I am currently the JW for my current lodge.  I feel like I am stuck between a rock and a hard place.  Although I am JW, I do not see myself, or have been treated, as a member of leadership of the Lodge. I do not have a voice in lodge affairs.  There are numerous issues occurring within our lodge which are immoral and unethical.  In fear of retribution, I cannot go to senior officer leadership within the lodge as I feel it would fall on deaf ears.  

I would like to serve my term in the role.  But, I am incredibly broken down by what is occurring.

Is it possible to step down in an officer position without recourse?

Any words of advice and/or encouragement would mean a great deal.


----------



## Keith C (Oct 16, 2019)

If the issues do not directly involve the SW and WM, you must go to them.    If the SW and / or WM ARE involved, you need to take your concerns to the DDGM.

Frankly last year when I was JW, I had little say in how the Lodge was run.  The WM organizes his year and the JW basically observes and does whatever is assigned to him.  In my Lodge there is a LOT on the JW's plate, organizing Trestle Boards for Extra Meetings, Coordinating food and the Stewards, finding Brethren to fill in on Chairs when Appointed Officers can't attend meetings, etc, etc..  The WM tended to not involve me too much in day to day issues in order to not put too much on my plate.  This all changed when I was elected Senior Warden for this year. 

You ask "Is it possible to step down in an (elected - my addition) Officer position without recourse?"  The answer is yes, it is POSSIBLE, but not likely.  Unless you have a family / personal reason and / or can't learn the work necessary (notice I said 'can't' not 'won't') rightfully or not, you will be putting the Lodge in a tough position, particularly if you are close to elections.

Remember the old quote "The only thing necessary for evil to triumph, is for good men to do nothing."   Whatever improprieties you have knowledge of need to be brought to light.  Your Lodge should have a grievance committee, you can contact your DDGM and your Grand Lodge, no doubt has a grievance committee as well.


----------



## Warrior1256 (Oct 16, 2019)

Keith C said:


> If the issues do not directly involve the SW and WM, you must go to them.
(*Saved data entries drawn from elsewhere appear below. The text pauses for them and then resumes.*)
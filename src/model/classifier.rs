//! Decides from its title alone whether a window is a picture-in-picture
//! player.

/// Titles browsers and players give their PiP windows verbatim.
const PIP_TITLES: &[&str] = &[
    "Picture-in-Picture",
    "Picture in picture",
    "Picture-in-picture",
    // Telegram's video player.
    "TelegramDesktop",
];

/// Suffixes appended to the page title by some browsers.
const PIP_TITLE_SUFFIXES: &[&str] = &[
    " - PiP",
    // Yandex.Browser popping out YouTube.
    " - YouTube",
];

#[derive(Debug, Clone, Default)]
pub struct TitleClassifier {
    translated: Option<String>,
}

impl TitleClassifier {
    /// `translated` is the user's localized "Picture-in-Picture" phrase, if
    /// any. The English titles are always matched as well since many people
    /// run their browser in English.
    pub fn new(translated: Option<String>) -> Self {
        TitleClassifier { translated: translated.filter(|t| !t.is_empty()) }
    }

    /// Case-sensitive. An empty title is never PiP.
    pub fn is_pip(&self, title: &str) -> bool {
        if title.is_empty() {
            return false;
        }
        PIP_TITLES.iter().any(|known| *known == title)
            || self.translated.as_deref() == Some(title)
            || PIP_TITLE_SUFFIXES.iter().any(|suffix| title.ends_with(suffix))
    }
}

#[cfg(test)]
mod tests {
    use super::*;

    #[test]
    fn matches_known_titles_exactly() {
        let classifier = TitleClassifier::default();
        for title in PIP_TITLES {
            assert!(classifier.is_pip(title), "{title:?}");
        }
        assert!(!classifier.is_pip("picture-in-picture"));
        assert!(!classifier.is_pip("Picture-in-Picture "));
        assert!(!classifier.is_pip("My Picture-in-Picture notes"));
        assert!(!classifier.is_pip("Telegram"));
    }

    #[test]
    fn matches_title_suffixes() {
        let classifier = TitleClassifier::default();
        assert!(classifier.is_pip("Lofi beats - YouTube"));
        assert!(classifier.is_pip("Some stream - PiP"));
        assert!(!classifier.is_pip("YouTube"));
        assert!(!classifier.is_pip("Lofi beats - YouTube - Mozilla Firefox"));
        assert!(!classifier.is_pip("Some stream - pip"));
    }

    #[test]
    fn empty_title_is_not_pip() {
        assert!(!TitleClassifier::default().is_pip(""));
        assert!(!TitleClassifier::new(Some(String::new())).is_pip(""));
    }

    #[test]
    fn translated_title_is_matched_alongside_english() {
        let classifier = TitleClassifier::new(Some("Bild-im-Bild".into()));
        assert!(classifier.is_pip("Bild-im-Bild"));
        assert!(classifier.is_pip("Picture-in-Picture"));
        assert!(!classifier.is_pip("Bild im Bild"));
    }
}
If the SW and / or WM ARE involved, you need to take your concerns to the DDGM.





Keith C said:


> Remember the old quote "The only thing necessary for evil to triumph, is for good men to do nothing."


Exactly!


----------



## David612 (Oct 16, 2019)

Not sure how it is in your jurisdiction but we have people drop out of office quite regularly-
It’s a volunteer organisation, there’s only so much sass they can throw around before they get told where they can go.


----------



## Glen Cook (Oct 16, 2019)

TravelingBrother said:


> I am currently the JW for my current lodge.  I feel like I am stuck between a rock and a hard place.  Although I am JW, I do not see myself, or have been treated, as a member of leadership of the Lodge. I do not have a voice in lodge affairs.  There are numerous issues occurring within our lodge which are immoral and unethical.  In fear of retribution, I cannot go to senior officer leadership within the lodge as I feel it would fall on deaf ears.
> 
> I would like to serve my term in the role.  But, I am incredibly broken down by what is occurring.
> 
> ...



I’m sorry you are going through this. 

As noted by another, my experience is that a JW has little organizational authority when the WM is present. 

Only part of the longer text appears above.